While this seems to be the logical conclusion of their experiment, Michael Wiser, a co-author of the study, was quick to point out that infinite evolution likely exists only theoretically, as has been argued by some critics.

“Our general response to that has been that there is probably some theoretical limit. There could be an idealized cell that is limited solely by the diffusion of sugar through the liquid, and that they can’t grow any faster because they can’t physically get sugar into them any faster than they do,” he said. “But the thing is, we are so far from being at that point, that although that would be a theoretical upper bound…we are so far from it that it is not even relevant.”

To demonstrate this, he cites calculations the lab did carrying the experiment forward to the day when our planet is expected to be consumed by the sun. Given their current doubling rate of about 40 minutes, the researchers calculate that billions of years of evolution would allow the E. coli to double in about eight minutes.

“Although we’re saying that improvement will keep going on over indefinitely long periods of time, the reality is that improvements scale with the logarithm of time,” says Wiser. “So as you get better and better, it takes longer and longer for a particular improvement’s value to be visible.”

In Reality

Wiser also counterpointed these incredible assumptions with a reminder that evolution on Earth occurs under very different circumstances than in their experiment, which assumes a fixed environment. In the real world, evolution is constantly updating us to an ever-changing environment, meaning that what may qualify as ideal today could be harmful tomorrow.

“The reality is that what would be perfection is going to depend on lots and lots of circumstances. So as the populations adapt and you get different mutations arising and sweeping through the population…you’re going to have different sets of things that are beneficial and deleterious at different times along the evolutionary trajectory,” he said.

In the end, what the Long-Term Evolution Experiment highlights for us is not that evolution is infinite, or that perfection is unattainable, but that evolution is an ongoing process and an integral part of our existence. The planet is always changing, and the effects of human development are causing environmental fluctuations at unprecedented rates

Faced with an unsteady future, most species, including humans, are struggling to catch up. While evolving past climate change entirely is likely impossible, some species have already begun to change. Tawny owl feather colors, for example, are changing to match a snowless landscape, and pink salmon in Alaska are migrating earlier in response to warmer water temperatures.

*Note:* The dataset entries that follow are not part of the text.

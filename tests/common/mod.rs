mod fixtures;
pub use fixtures::*;

// Re-export commonly used types from starstreak for tests
pub use starstreak::{
    Annotation, DetectionParams, DetectionPipeline, ImageDetections, ImageSummary, ObjectRecord,
    ObjectType, OutputLayout, ResultAccumulator,
};
//! Normalising crops onto a fixed-size canvas.

use std::path::{Path, PathBuf};
use image::{imageops::FilterType, DynamicImage, ImageBuffer, Pixel};
use crate::batch::{list_images, load_image};
use crate::error::{Error, Result};

/// Scale `img` to fit inside `width x height` keeping its aspect ratio, then
/// centre it on a black canvas of exactly that size.
///
/// Nearest-neighbour sampling keeps binary masks binary.
pub fn pad_to_canvas(img: &DynamicImage, width: u32, height: u32) -> DynamicImage {
    if img.width() == 0 || img.height() == 0 || width == 0 || height == 0 {
        return DynamicImage::new(width, height, img.color());
    }

    let fitted = img.resize(width, height, FilterType::Nearest);
    let x = ((width - fitted.width()) / 2) as i64;
    let y = ((height - fitted.height()) / 2) as i64;
    place_on_canvas(&fitted, width, height, x, y)
}

/// Copy `img` onto a black `width x height` canvas with its top-left corner
/// at (`x`, `y`), keeping the native bit depth of 8- and 16-bit images.
pub(crate) fn place_on_canvas(img: &DynamicImage, width: u32, height: u32, x: i64, y: i64) -> DynamicImage {
    match img {
        DynamicImage::ImageLuma8(buf) => DynamicImage::ImageLuma8(place(buf, width, height, x, y)),
        DynamicImage::ImageLuma16(buf) => DynamicImage::ImageLuma16(place(buf, width, height, x, y)),
        DynamicImage::ImageRgb8(buf) => DynamicImage::ImageRgb8(place(buf, width, height, x, y)),
        DynamicImage::ImageRgb16(buf) => DynamicImage::ImageRgb16(place(buf, width, height, x, y)),
        other => {
            let mut canvas = DynamicImage::new(width, height, other.color());
            image::imageops::replace(&mut canvas, other, x, y);
            canvas
        }
    }
}

fn place<P: Pixel>(
    img: &ImageBuffer<P, Vec<P::Subpixel>>,
    width: u32,
    height: u32,
    x: i64,
    y: i64,
) -> ImageBuffer<P, Vec<P::Subpixel>> {
    let mut canvas = ImageBuffer::new(width, height);
    image::imageops::replace(&mut canvas, img, x, y);
    canvas
}

#[derive(Debug, Default)]
pub struct PadReport {
    pub padded: Vec<PathBuf>,
    pub skipped: Vec<(PathBuf, String)>,
}

/// Pad every image in `input_dir` into `output_dir` under the same name.
///
/// `output_dir` may equal `input_dir`, in which case files are replaced.
pub fn pad_directory(input_dir: &Path, output_dir: &Path, width: u32, height: u32) -> Result<PadReport> {
    std::fs::create_dir_all(output_dir).map_err(|e| Error::write(output_dir, e))?;

    let mut report = PadReport::default();
    for path in list_images(input_dir)? {
        let img = match load_image(&path) {
            Ok(img) => img,
            Err(e) if e.is_recoverable() => {
                log::warn!("Skipping {}: {}", path.display(), e);
                report.skipped.push((path, e.to_string()));
                continue;
            }
            Err(e) => return Err(e),
        };

        let padded = pad_to_canvas(&img, width, height);
        let Some(file_name) = path.file_name() else {
            continue;
        };
        let out = output_dir.join(file_name);
        padded.save(&out).map_err(|e| Error::write(&out, e))?;
        log::debug!("Padded image saved to: {}", out.display());
        report.padded.push(out);
    }

    log::info!("Padded {} images to {}x{}", report.padded.len(), width, height);
    Ok(report)
}
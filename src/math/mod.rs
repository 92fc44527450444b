pub mod hull;

/// 3D point type.
pub type Point3 = nalgebra::Point3<f64>;

/// 3D vector type.
pub type Vector3 = nalgebra::Vector3<f64>;

/// Unit quaternion used for face orientations.
pub type UnitQuaternion = nalgebra::UnitQuaternion<f64>;

/// Global geometric tolerance for floating-point comparisons.
pub const TOLERANCE: f64 = 1e-10;

/// Tolerance for coplanarity and plane deduplication on analytic solids.
pub const PLANE_TOLERANCE: f64 = 1e-7;

/// The fixed "up" axis a rolled face is rotated onto.
#[must_use]
pub fn up_axis() -> Vector3 {
    Vector3::y()
}

/// Finds a unit direction perpendicular to the given unit vector.
#[must_use]
pub fn perpendicular_dir(axis: &Vector3) -> Vector3 {
    let candidate = if axis.x.abs() < 0.9 {
        Vector3::x()
    } else {
        Vector3::y()
    };
    let perp = axis.cross(&candidate);
    perp / perp.norm()
}

/// Rotation that maps the unit vector `from` onto the unit vector `to`.
///
/// Antiparallel inputs have no unique shortest arc; a half turn around an
/// arbitrary perpendicular axis is used instead.
#[must_use]
pub fn rotation_between(from: &Vector3, to: &Vector3) -> UnitQuaternion {
    UnitQuaternion::rotation_between(from, to).unwrap_or_else(|| {
        let axis = nalgebra::Unit::new_normalize(perpendicular_dir(from));
        UnitQuaternion::from_axis_angle(&axis, std::f64::consts::PI)
    })
}

/// Quantizes a coordinate onto an integer grid with `10^-digits` spacing.
///
/// Used wherever floating-point values must be compared with a total order
/// (sort keys, hash-set keys).
#[must_use]
#[allow(clippy::cast_possible_truncation)]
pub fn quantize(value: f64, digits: u32) -> i64 {
    let factor = 10f64.powi(i32::try_from(digits).unwrap_or(i32::MAX));
    (value * factor).round() as i64
}
use crate::error::{GeometryError, Result};
use crate::math::hull::convex_hull;
use crate::math::{Point3, TOLERANCE};
use crate::tessellation::{TessellateFacets, TriangleMesh};

/// The five regular convex solids.
#[derive(Debug, Clone, Copy, PartialEq, Eq, Hash)]
pub enum PlatonicSolid {
    Tetrahedron,
    Cube,
    Octahedron,
    Dodecahedron,
    Icosahedron,
}

impl PlatonicSolid {
    /// Number of planar faces of the solid.
    #[must_use]
    pub fn face_count(self) -> usize {
        match self {
            Self::Tetrahedron => 4,
            Self::Cube => 6,
            Self::Octahedron => 8,
            Self::Dodecahedron => 12,
            Self::Icosahedron => 20,
        }
    }

    /// Standard vertex coordinates, centered on the origin but not normalized.
    fn raw_vertices(self) -> Vec<Point3> {
        let phi = f64::midpoint(1.0, 5f64.sqrt());
        let inv = 1.0 / phi;
        let mut pts = Vec::new();
        match self {
            Self::Tetrahedron => {
                pts.extend([
                    Point3::new(1.0, 1.0, 1.0),
                    Point3::new(-1.0, -1.0, 1.0),
                    Point3::new(-1.0, 1.0, -1.0),
                    Point3::new(1.0, -1.0, -1.0),
                ]);
            }
            Self::Cube => {
                for x in [-1.0, 1.0] {
                    for y in [-1.0, 1.0] {
                        for z in [-1.0, 1.0] {
                            pts.push(Point3::new(x, y, z));
                        }
                    }
                }
            }
            Self::Octahedron => {
                pts.extend([
                    Point3::new(1.0, 0.0, 0.0),
                    Point3::new(-1.0, 0.0, 0.0),
                    Point3::new(0.0, 1.0, 0.0),
                    Point3::new(0.0, -1.0, 0.0),
                    Point3::new(0.0, 0.0, 1.0),
                    Point3::new(0.0, 0.0, -1.0),
                ]);
            }
            Self::Dodecahedron => {
                for x in [-1.0, 1.0] {
                    for y in [-1.0, 1.0] {
                        for z in [-1.0, 1.0] {
                            pts.push(Point3::new(x, y, z));
                        }
                    }
                }
                for a in [-1.0, 1.0] {
                    for b in [-1.0, 1.0] {
                        pts.push(Point3::new(0.0, a * inv, b * phi));
                        pts.push(Point3::new(a * inv, b * phi, 0.0));
                        pts.push(Point3::new(a * phi, 0.0, b * inv));
                    }
                }
            }
            Self::Icosahedron => {
                for a in [-1.0, 1.0] {
                    for b in [-1.0, 1.0] {
                        pts.push(Point3::new(0.0, a, b * phi));
                        pts.push(Point3::new(a, b * phi, 0.0));
                        pts.push(Point3::new(b * phi, 0.0, a));
                    }
                }
            }
        }
        pts
    }
}

/// Creates a regular polyhedron mesh with the given circumradius.
///
/// Vertices are taken from the standard analytic coordinates, pushed onto the
/// circumscribed sphere, and triangulated through their convex hull so every
/// triangle is wound outward.
pub struct MakePolyhedron {
    solid: PlatonicSolid,
    radius: f64,
}

impl MakePolyhedron {
    /// Creates a new `MakePolyhedron` operation.
    #[must_use]
    pub fn new(solid: PlatonicSolid, radius: f64) -> Self {
        Self { solid, radius }
    }

    /// Executes the operation, returning the triangulated solid.
    ///
    /// # Errors
    ///
    /// Returns an error if the radius is near zero.
    pub fn execute(&self) -> Result<TriangleMesh> {
        if self.radius < TOLERANCE {
            return Err(
                GeometryError::Degenerate("polyhedron radius must be positive".into()).into(),
            );
        }

        let points: Vec<Point3> = self
            .solid
            .raw_vertices()
            .into_iter()
            .map(|p| Point3::from(p.coords.normalize() * self.radius))
            .collect();

        let facets = convex_hull(&points)?;
        if facets.len() != self.solid.face_count() {
            return Err(GeometryError::Degenerate(format!(
                "{:?} hull produced {} facets",
                self.solid,
                facets.len()
            ))
            .into());
        }

        TessellateFacets::new(&points, &facets).execute()
    }
}
use crate::math::{Point3, Vector3};
use crate::tessellation::{triangle_centroid, triangle_normal, TriangleMesh};

/// Minimum dot product between a triangle normal and a face group's average
/// normal for the triangle to join that group (about 3.6 degrees).
pub const COPLANAR_THRESHOLD: f64 = 0.998;

/// A planar facet reconstructed from one or more mesh triangles.
#[derive(Debug, Clone)]
pub struct FaceGroup {
    /// Unit average normal of the member triangles.
    pub normal: Vector3,
    /// Average of the member triangles' centroids.
    pub center: Point3,
    /// Number of member triangles.
    pub triangle_count: usize,
}

/// Running sums while grouping triangles.
struct Accumulator {
    normal_sum: Vector3,
    center_sum: Vector3,
    count: usize,
}

/// Groups mesh triangles into the flat facets of the solid.
///
/// Triangles are visited in index order. A triangle joins the first group whose
/// normalized running normal is within `threshold` of its own, otherwise it
/// opens a new group. No per-solid face tables are needed.
pub struct ClusterFaces<'a> {
    mesh: &'a TriangleMesh,
    threshold: f64,
}

impl<'a> ClusterFaces<'a> {
    /// Creates a new `ClusterFaces` query using [`COPLANAR_THRESHOLD`].
    #[must_use]
    pub fn new(mesh: &'a TriangleMesh) -> Self {
        Self {
            mesh,
            threshold: COPLANAR_THRESHOLD,
        }
    }

    /// Sets a custom coplanarity threshold.
    #[must_use]
    pub fn with_threshold(mut self, threshold: f64) -> Self {
        self.threshold = threshold;
        self
    }

    /// Executes the query, returning face groups in discovery order.
    ///
    /// Zero-area triangles are skipped.
    #[must_use]
    #[allow(clippy::cast_precision_loss)]
    pub fn execute(&self) -> Vec<FaceGroup> {
        let mut groups: Vec<Accumulator> = Vec::new();

        for tri in self.mesh.triangles() {
            let Some(normal) = triangle_normal(&tri) else {
                continue;
            };
            let center = triangle_centroid(&tri);

            let existing = groups
                .iter_mut()
                .find(|g| g.normal_sum.normalize().dot(&normal) > self.threshold);
            match existing {
                Some(group) => {
                    group.normal_sum += normal;
                    group.center_sum += center.coords;
                    group.count += 1;
                }
                None => groups.push(Accumulator {
                    normal_sum: normal,
                    center_sum: center.coords,
                    count: 1,
                }),
            }
        }

        groups
            .into_iter()
            .map(|g| FaceGroup {
                normal: g.normal_sum.normalize(),
                center: Point3::from(g.center_sum / g.count.max(1) as f64),
                triangle_count: g.count,
            })
            .collect()
    }
}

Wiser wants us to remember that evolution is constant — it is literally a part of our DNA. The humans of yesterday looked and acted differently than we do, and our descendants will possess traits that we don’t have.

“That’s one of the driving things here, that evolution is this ongoing process. We do see evolution in action as it’s going forward. People usually think about evolution as this historical thing that took place and that’s why things are what they are now, and don’t think about the fact that evolution is still ongoing in nature right now, that things are adapting to whatever environment they are exposed to.”